Have you carefully studied Erlang, both its design and its reference implementation?
it enforces many things that real teams have to enforce - like one crossplatform IDE, one codestyle, one web framework.
If your language becomes successful, people will make other IDEs, other code styles, other web frameworks.
Multithreading is part of language, not a library.
Really good languages for multithreading forbid side effects inside threads. Yes, in practice that pretty much means Erlang only.
Types have the same width on any platform. int(32), long(64) e.t.c
Sigh... There's only one reasonable width for integers outside of machine-level languages like C: infinite.
Designing your own language will undoubtedly teach you someting. But designing a good language is like designing a good cryptosystem: lots of amateurs try, but it takes an expert to do it well.
I suggest you read some of Norman Ramsey's answers here on programming language design, starting with this thread.
Given your interest in distributed applications, knowing Erlang is a must. As for sequential programming, the minimum is one imperative language and one functional language (ideally both Lisp/Scheme and Haskell, but F# is a good start). I also recommend knowing at least one high-level language that doesn't have objects, just so you understand that not having objects can often make the programmer's life easier (because objects are complex).
As for what could drive other people to learn your language... Good tools/libraries/frameworks can't hurt (FORTRAN, php), and a big company setting the example can't hurt (Java, C#).
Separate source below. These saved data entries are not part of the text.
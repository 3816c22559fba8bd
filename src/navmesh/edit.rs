use super::NavigationMesh;
use crate::error::MeshError;
use crate::math::distance_2d::squared_distance_to_segment;
use crate::math::Point2;

/// Traversal state of a navigation edge between `a` and `b`.
#[derive(Debug, Clone, Copy, PartialEq)]
pub enum EdgeState {
    /// Open both ways, with the `a → b` and `b → a` weights.
    Bidirectional { forward: f64, backward: f64 },
    /// Open only `a → b`.
    Forward(f64),
    /// Open only `b → a`.
    Backward(f64),
    /// Present but closed both ways.
    Blocked,
}

/// A navigation edge selected by an edit, with its state after the edit.
#[derive(Debug, Clone, Copy, PartialEq)]
pub struct NavEdge {
    pub a: usize,
    pub b: usize,
    pub state: EdgeState,
}

/// Value written to a closed direction of a navigation edge.
const BLOCKED: f64 = -1.0;

impl NavigationMesh {
    /// Sets the weight of the edge nearest `point`.
    ///
    /// An edge open both ways, or blocked, gets `weight` in both directions; a
    /// one-way edge keeps its direction. The heuristic scale is lowered if the
    /// new weight requires it.
    ///
    /// # Errors
    ///
    /// Returns [`MeshError::InvalidWeight`] if `weight` is not a positive number.
    pub fn edit_weight(&mut self, point: Point2, weight: f64) -> Result<Option<NavEdge>, MeshError> {
        if weight.is_nan() || weight <= 0.0 {
            return Err(MeshError::InvalidWeight(weight));
        }
        let Some((a, b)) = self.edge_near(&point) else {
            return Ok(None);
        };
        match self.edge_state(a, b) {
            EdgeState::Bidirectional { .. } | EdgeState::Blocked => {
                self.nav_graph.set_weight(a, b, weight, true);
            }
            EdgeState::Forward(_) => self.nav_graph.set_weight(a, b, weight, false),
            EdgeState::Backward(_) => self.nav_graph.set_weight(b, a, weight, false),
        }
        Ok(Some(self.nav_edge(a, b)))
    }

    /// Cycles the direction of the edge nearest `point`.
    ///
    /// Open both ways becomes `a → b` only, which becomes `b → a` only, which
    /// becomes open both ways again. Blocked edges are left alone.
    pub fn change_direction(&mut self, point: Point2) -> Option<NavEdge> {
        let (a, b) = self.edge_near(&point)?;
        match self.edge_state(a, b) {
            EdgeState::Bidirectional { .. } => self.nav_graph.set_value(b, a, BLOCKED, false),
            EdgeState::Forward(weight) => {
                self.nav_graph.set_value(a, b, BLOCKED, false);
                self.nav_graph.set_value(b, a, weight, false);
            }
            EdgeState::Backward(weight) => self.nav_graph.set_value(a, b, weight, false),
            EdgeState::Blocked => {}
        }
        Some(self.nav_edge(a, b))
    }

    /// Closes the edge nearest `point` in both directions.
    pub fn block_path(&mut self, point: Point2) -> Option<NavEdge> {
        let (a, b) = self.edge_near(&point)?;
        if self.edge_state(a, b) != EdgeState::Blocked {
            self.nav_graph.set_value(a, b, BLOCKED, true);
        }
        Some(self.nav_edge(a, b))
    }

    /// First navigation edge whose segment passes within the edit threshold of
    /// `point`. Points beyond either end of a segment select nothing.
    #[allow(clippy::float_cmp)]
    fn edge_near(&self, point: &Point2) -> Option<(usize, usize)> {
        let graph = &self.nav_graph;
        let threshold_sq = self.edit_threshold * self.edit_threshold;
        let n = graph.vertex_count();
        (0..n)
            .flat_map(|a| (0..a).map(move |b| (a, b)))
            .filter(|&(a, b)| graph.edge_value(a, b) != 0.0 || graph.edge_value(b, a) != 0.0)
            .find(|&(a, b)| {
                squared_distance_to_segment(&graph.position(a), &graph.position(b), point)
                    .is_some_and(|d| d < threshold_sq)
            })
    }

    fn edge_state(&self, a: usize, b: usize) -> EdgeState {
        let forward = self.nav_graph.edge_value(a, b);
        let backward = self.nav_graph.edge_value(b, a);
        match (forward > 0.0, backward > 0.0) {
            (true, true) => EdgeState::Bidirectional { forward, backward },
            (true, false) => EdgeState::Forward(forward),
            (false, true) => EdgeState::Backward(backward),
            (false, false) => EdgeState::Blocked,
        }
    }

    fn nav_edge(&self, a: usize, b: usize) -> NavEdge {
        NavEdge {
            a,
            b,
            state: self.edge_state(a, b),
        }
    }
}

#[cfg(test)]
#[allow(clippy::unwrap_used)]
mod tests {
    use super::*;
    use crate::floor::Floor;
    use crate::graph::SearchGraph;
    use approx::assert_relative_eq;

    /// Two links in an open floor: one edge from (0.2, 0.5) to (1.2, 0.5).
    fn corridor() -> NavigationMesh {
        let mut floor = Floor::default();
        floor.add_link("A", Point2::new(0.2, 0.5));
        floor.add_link("B", Point2::new(1.2, 0.5));
        NavigationMesh::build(&floor.wall_graph(), floor.links(), 1).unwrap()
    }

    fn on_edge() -> Point2 {
        Point2::new(0.7, 0.505)
    }

    #[test]
    fn direction_cycles_through_three_states() {
        let mut nav = corridor();
        let first = nav.change_direction(on_edge()).unwrap();
        // Vertex ids: A = 0, B = 1; edges are scanned larger id first.
        assert_eq!((first.a, first.b), (1, 0));
        assert!(matches!(first.state, EdgeState::Forward(w) if (w - 1.0).abs() < 1e-12));
        assert_relative_eq!(nav.nav_graph().edge_value(0, 1), -1.0);

        let second = nav.change_direction(on_edge()).unwrap();
        assert!(matches!(second.state, EdgeState::Backward(_)));
        assert!(nav.nav_graph().has_edge(0, 1));
        assert!(!nav.nav_graph().has_edge(1, 0));

        let third = nav.change_direction(on_edge()).unwrap();
        assert!(matches!(third.state, EdgeState::Bidirectional { .. }));
    }

    #[test]
    fn blocked_edges_stay_blocked() {
        let mut nav = corridor();
        let edge = nav.block_path(on_edge()).unwrap();
        assert_eq!(edge.state, EdgeState::Blocked);
        assert_eq!(nav.change_direction(on_edge()).unwrap().state, EdgeState::Blocked);
        assert_eq!(nav.block_path(on_edge()).unwrap().state, EdgeState::Blocked);
        // Blocked edges can still be selected and reopened.
        let reopened = nav.edit_weight(on_edge(), 2.0).unwrap().unwrap();
        assert_eq!(
            reopened.state,
            EdgeState::Bidirectional {
                forward: 2.0,
                backward: 2.0
            }
        );
    }

    #[test]
    fn cheap_weight_lowers_heuristic() {
        let mut nav = corridor();
        nav.edit_weight(on_edge(), 0.25).unwrap().unwrap();
        assert_relative_eq!(nav.nav_graph().heuristic_scale(), 0.25, epsilon = 1e-12);
        assert!(nav.nav_graph().heuristic(0, 1) <= nav.nav_graph().edge_value(0, 1) + 1e-12);
    }

    #[test]
    fn one_way_edit_keeps_direction() {
        let mut nav = corridor();
        nav.change_direction(on_edge());
        let edge = nav.edit_weight(on_edge(), 3.0).unwrap().unwrap();
        assert_eq!(edge.state, EdgeState::Forward(3.0));
        assert_relative_eq!(nav.nav_graph().edge_value(0, 1), -1.0);
    }

    #[test]
    fn invalid_weight_and_missed_clicks() {
        let mut nav = corridor();
        assert!(matches!(
            nav.edit_weight(on_edge(), 0.0),
            Err(MeshError::InvalidWeight(_))
        ));
        assert!(nav.edit_weight(Point2::new(0.7, 0.6), 1.0).unwrap().is_none());
        // Beyond the end of the segment.
        assert!(nav.block_path(Point2::new(1.205, 0.5)).is_none());
    }
}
Good design doesn't seem to be much of a factor (a ha-ha-only-serious joke has it that what makes a language successful is using {braces} to delimit blocks: C, C++, Java, C#, php)...
What you've given us is a list of features, with no coherent philosophy, or explanation as to how they will work together. None of the features are unique. At best, you're offering incremental improvements over what's already there. I'd expect there's already languages kicking around with what you've said, it's just that they're still fairly obscure, because they didn't make it.
Languages have inertia. People have to learn new languages, and sometimes new tools. They need incentive to do so, and 20% improvement in a few features doesn't cut it.
What you need, at a minimum, is a killer app and a form of elevator pitch. (The "elevator pitch" is what you tell the higher-ups about your project when you're in the elevator with them, in current US business parlance.) You need to have your language be obviously worth learning for some purpose, and you need to be able to tell people why it's worth learning before they think "just another language by somebody who wanted to write a language" and go away.
You need to form a language community. That community needs to have some localization at first: people who work in X big company, people who want to do Y, whatever. Decide on what that community is likely to be, and come up with one big reason to switch and some reasons to believe that your language can deliver what it promises.
No.
Every buzzword you have included in your feature list is an enormous amount of work to be spec'd, implemented, documented, and tested.
How many people will be actively developing the language? I guess the web is full of failed programming language projects. (Same is true for non-mainstream OSes)
Have a look at what .Net/Visual Studio or Java/Eclipse have accomplished. That's 1000s of years of specification, development, tests, documentation, feedback, bug fixes, service packs.
During my last job I heard about somebody who wrote his own programming framework, because it was "better". The resulting program code (both in the framework and in the applications) is certainly unmaintainable once the original programmer quits, or is "hit by a bus", as the saying goes.
As the list sounds like Java++ or Mono++, you'd probably be more successful in engaging in an existing project, even if it won't have your name tag on it.
Perhaps you missed one key term. Performance.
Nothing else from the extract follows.